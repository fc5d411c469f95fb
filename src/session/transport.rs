//! WebSocket transport
//!
//! A `Connection` is one physical socket to one endpoint. The socket runs in
//! its own task and only exchanges strings with the rest of the session: frames
//! to send arrive over an unbounded channel, and everything the socket observes
//! is reported back as a `TransportSignal` tagged with the connection id.

use std::sync::atomic::{AtomicU8, Ordering};
use std::sync::Arc;

use futures_util::{SinkExt, StreamExt};
use parking_lot::RwLock;
use serde::Serialize;
use tokio::sync::mpsc;
use tokio_tungstenite::connect_async;
use tokio_tungstenite::tungstenite::protocol::frame::coding::CloseCode;
use tokio_tungstenite::tungstenite::protocol::CloseFrame;
use tokio_tungstenite::tungstenite::Message;
use tracing::{debug, info, warn};
use url::Url;

use super::protocol::{OutboundEnvelope, OutboundMessage, ABNORMAL_CLOSURE, NORMAL_CLOSURE};
use crate::error::{Result, SessionError};

/// Close code used when the peer closed without giving one
const NO_STATUS_RECEIVED: u16 = 1005;

/// Identifies one physical connection for the lifetime of a session
pub type ConnectionId = u64;

/// What a connection observed
#[derive(Debug, Clone, PartialEq)]
pub enum TransportSignal {
    Open,
    Message(String),
    Close { code: u16, reason: String },
    Error(String),
}

/// Where a connection reports its signals
#[derive(Debug, Clone)]
pub struct SignalSink {
    connection_id: ConnectionId,
    tx: mpsc::UnboundedSender<(ConnectionId, TransportSignal)>,
}

impl SignalSink {
    pub fn new(
        connection_id: ConnectionId,
        tx: mpsc::UnboundedSender<(ConnectionId, TransportSignal)>,
    ) -> Self {
        Self { connection_id, tx }
    }

    pub fn connection_id(&self) -> ConnectionId {
        self.connection_id
    }

    /// Report a signal; a closed receiver means the session is gone
    pub fn emit(&self, signal: TransportSignal) {
        let _ = self.tx.send((self.connection_id, signal));
    }
}

/// Socket ready state
#[derive(Debug, Clone, Copy, PartialEq, Eq)]
#[repr(u8)]
pub enum ReadyState {
    Connecting = 0,
    Open = 1,
    Closing = 2,
    Closed = 3,
}

impl ReadyState {
    fn from_u8(value: u8) -> Self {
        match value {
            0 => ReadyState::Connecting,
            1 => ReadyState::Open,
            2 => ReadyState::Closing,
            _ => ReadyState::Closed,
        }
    }
}

/// Command queued for the socket task
#[derive(Debug, Clone, PartialEq)]
pub enum Outgoing {
    Frame(String),
    Close { code: u16, reason: String },
}

/// Handle to one physical connection
///
/// Clones share the same socket. When the last clone is dropped the socket
/// task closes with a normal closure.
#[derive(Debug, Clone)]
pub struct Connection {
    id: ConnectionId,
    state: Arc<AtomicU8>,
    outbound: mpsc::UnboundedSender<Outgoing>,
}

impl Connection {
    /// Start connecting to `endpoint`
    ///
    /// Returns immediately in `Connecting`. Once the WebSocket handshake
    /// succeeds the handshake message is written as the first frame and
    /// `TransportSignal::Open` is emitted.
    pub fn open(endpoint: String, session_id: String, sink: SignalSink) -> Self {
        let (outbound, outbound_rx) = mpsc::unbounded_channel();
        let state = Arc::new(AtomicU8::new(ReadyState::Connecting as u8));
        let conn = Self {
            id: sink.connection_id(),
            state: state.clone(),
            outbound,
        };

        tokio::spawn(run_socket(endpoint, session_id, state, sink, outbound_rx));
        conn
    }

    /// A connection backed by an in-process peer instead of a socket
    ///
    /// Custom `Dialer`s build on this; the peer decides when the connection
    /// counts as open and receives every queued frame.
    pub fn detached(id: ConnectionId) -> (Self, ConnectionPeer) {
        let (outbound, outbound_rx) = mpsc::unbounded_channel();
        let state = Arc::new(AtomicU8::new(ReadyState::Connecting as u8));
        let conn = Self {
            id,
            state: state.clone(),
            outbound,
        };
        (
            conn,
            ConnectionPeer {
                state,
                outbound: outbound_rx,
            },
        )
    }

    pub fn id(&self) -> ConnectionId {
        self.id
    }

    pub fn ready_state(&self) -> ReadyState {
        ReadyState::from_u8(self.state.load(Ordering::Acquire))
    }

    pub fn is_open(&self) -> bool {
        self.ready_state() == ReadyState::Open
    }

    /// Serialize and queue a message; `false` unless the socket is open
    pub fn send<T: Serialize>(&self, message: &T) -> bool {
        if !self.is_open() {
            return false;
        }
        match serde_json::to_string(message) {
            Ok(text) => self.send_text(text),
            Err(e) => {
                warn!("Failed to serialize outbound message: {}", e);
                false
            }
        }
    }

    /// Queue a raw text frame; `false` unless the socket is open
    pub fn send_text(&self, text: String) -> bool {
        self.is_open() && self.outbound.send(Outgoing::Frame(text)).is_ok()
    }

    /// Orderly shutdown with the given close code
    pub fn close(&self, code: u16, reason: &str) {
        let current = self.ready_state();
        if current == ReadyState::Closed || current == ReadyState::Closing {
            return;
        }
        self.state
            .store(ReadyState::Closing as u8, Ordering::Release);
        let _ = self.outbound.send(Outgoing::Close {
            code,
            reason: reason.to_string(),
        });
    }
}

/// Far end of a detached connection
#[derive(Debug)]
pub struct ConnectionPeer {
    state: Arc<AtomicU8>,
    outbound: mpsc::UnboundedReceiver<Outgoing>,
}

impl ConnectionPeer {
    pub fn set_state(&self, state: ReadyState) {
        self.state.store(state as u8, Ordering::Release);
    }

    /// Next queued command, if one is waiting
    pub fn try_next(&mut self) -> Option<Outgoing> {
        self.outbound.try_recv().ok()
    }

    /// Wait for the next queued command; `None` once every handle is dropped
    pub async fn next(&mut self) -> Option<Outgoing> {
        self.outbound.recv().await
    }
}

/// Socket task: dial, write the handshake, then pump frames both ways
async fn run_socket(
    endpoint: String,
    session_id: String,
    state: Arc<AtomicU8>,
    sink: SignalSink,
    mut outbound_rx: mpsc::UnboundedReceiver<Outgoing>,
) {
    let conn_id = sink.connection_id();
    let fail = |message: String| {
        state.store(ReadyState::Closed as u8, Ordering::Release);
        sink.emit(TransportSignal::Error(message.clone()));
        sink.emit(TransportSignal::Close {
            code: ABNORMAL_CLOSURE,
            reason: message,
        });
    };

    debug!("Connection {} dialing {}", conn_id, endpoint);
    let ws = match connect_async(endpoint.as_str()).await {
        Ok((ws, _response)) => ws,
        Err(e) => {
            warn!("Connection {} failed to connect to {}: {}", conn_id, endpoint, e);
            fail(e.to_string());
            return;
        }
    };
    let (mut write, mut read) = ws.split();

    let handshake = OutboundEnvelope::stamp(&OutboundMessage::Handshake, &session_id);
    let frame = match serde_json::to_string(&handshake) {
        Ok(frame) => frame,
        Err(e) => {
            fail(e.to_string());
            return;
        }
    };
    if let Err(e) = write.send(Message::Text(frame)).await {
        warn!("Connection {} failed to send handshake: {}", conn_id, e);
        fail(e.to_string());
        return;
    }

    // A close requested while dialing still wins
    if state
        .compare_exchange(
            ReadyState::Connecting as u8,
            ReadyState::Open as u8,
            Ordering::AcqRel,
            Ordering::Acquire,
        )
        .is_ok()
    {
        info!("Connection {} open to {}", conn_id, endpoint);
        sink.emit(TransportSignal::Open);
    }

    let (code, reason) = loop {
        tokio::select! {
            msg = read.next() => match msg {
                Some(Ok(Message::Text(text))) => sink.emit(TransportSignal::Message(text)),
                Some(Ok(Message::Close(frame))) => {
                    break frame
                        .map(|f| (u16::from(f.code), f.reason.into_owned()))
                        .unwrap_or((NO_STATUS_RECEIVED, String::new()));
                }
                Some(Ok(Message::Ping(data))) => {
                    let _ = write.send(Message::Pong(data)).await;
                }
                Some(Ok(_)) => {}
                Some(Err(e)) => {
                    warn!("Connection {} read error: {}", conn_id, e);
                    sink.emit(TransportSignal::Error(e.to_string()));
                    break (ABNORMAL_CLOSURE, e.to_string());
                }
                None => break (ABNORMAL_CLOSURE, "stream ended".to_string()),
            },

            cmd = outbound_rx.recv() => {
                let (code, reason) = match cmd {
                    Some(Outgoing::Frame(text)) => {
                        if let Err(e) = write.send(Message::Text(text)).await {
                            warn!("Connection {} write error: {}", conn_id, e);
                            sink.emit(TransportSignal::Error(e.to_string()));
                            break (ABNORMAL_CLOSURE, e.to_string());
                        }
                        continue;
                    }
                    Some(Outgoing::Close { code, reason }) => (code, reason),
                    None => (NORMAL_CLOSURE, String::new()),
                };
                state.store(ReadyState::Closing as u8, Ordering::Release);
                let frame = CloseFrame {
                    code: CloseCode::from(code),
                    reason: reason.clone().into(),
                };
                let _ = write.send(Message::Close(Some(frame))).await;
                break (code, reason);
            }
        }
    };

    state.store(ReadyState::Closed as u8, Ordering::Release);
    info!("Connection {} closed ({}) {}", conn_id, code, reason);
    sink.emit(TransportSignal::Close { code, reason });
}

/// The connection currently used for outbound traffic
///
/// Shared by the supervisor, which swaps it on reconnect, and the facade,
/// which sends through whatever is current.
#[derive(Debug, Clone, Default)]
pub struct ConnectionLink(Arc<RwLock<Option<Connection>>>);

impl ConnectionLink {
    pub fn send<T: Serialize>(&self, message: &T) -> bool {
        self.0
            .read()
            .as_ref()
            .map(|conn| conn.send(message))
            .unwrap_or(false)
    }

    pub fn is_open(&self) -> bool {
        self.0.read().as_ref().map(Connection::is_open).unwrap_or(false)
    }

    /// Install a new connection, returning the previous one
    pub fn replace(&self, conn: Connection) -> Option<Connection> {
        self.0.write().replace(conn)
    }

    pub fn take(&self) -> Option<Connection> {
        self.0.write().take()
    }
}

/// Build the socket endpoint: base URL plus one segment for the session id
///
/// An absent or empty session id maps to the literal `default`.
pub fn endpoint_for(base_url: &str, session_id: Option<&str>) -> Result<String> {
    let invalid = |message: &str| SessionError::InvalidEndpoint {
        url: base_url.to_string(),
        message: message.to_string(),
    };

    let mut url = Url::parse(base_url).map_err(|e| invalid(&e.to_string()))?;
    if url.scheme() != "ws" && url.scheme() != "wss" {
        return Err(invalid("scheme must be ws or wss"));
    }

    let segment = session_id.filter(|s| !s.is_empty()).unwrap_or("default");
    url.path_segments_mut()
        .map_err(|_| invalid("URL cannot take a path"))?
        .pop_if_empty()
        .push(segment);

    Ok(url.to_string())
}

##########

EXERCISE DIRECTIONS -
What the answer needs is every line from the data above with "physical" in it.

REPLY TO THE EXERCISE -
//! A `Connection` is one physical socket to one endpoint. The socket runs in
/// Identifies one physical connection for the lifetime of a session
/// Handle to one physical connection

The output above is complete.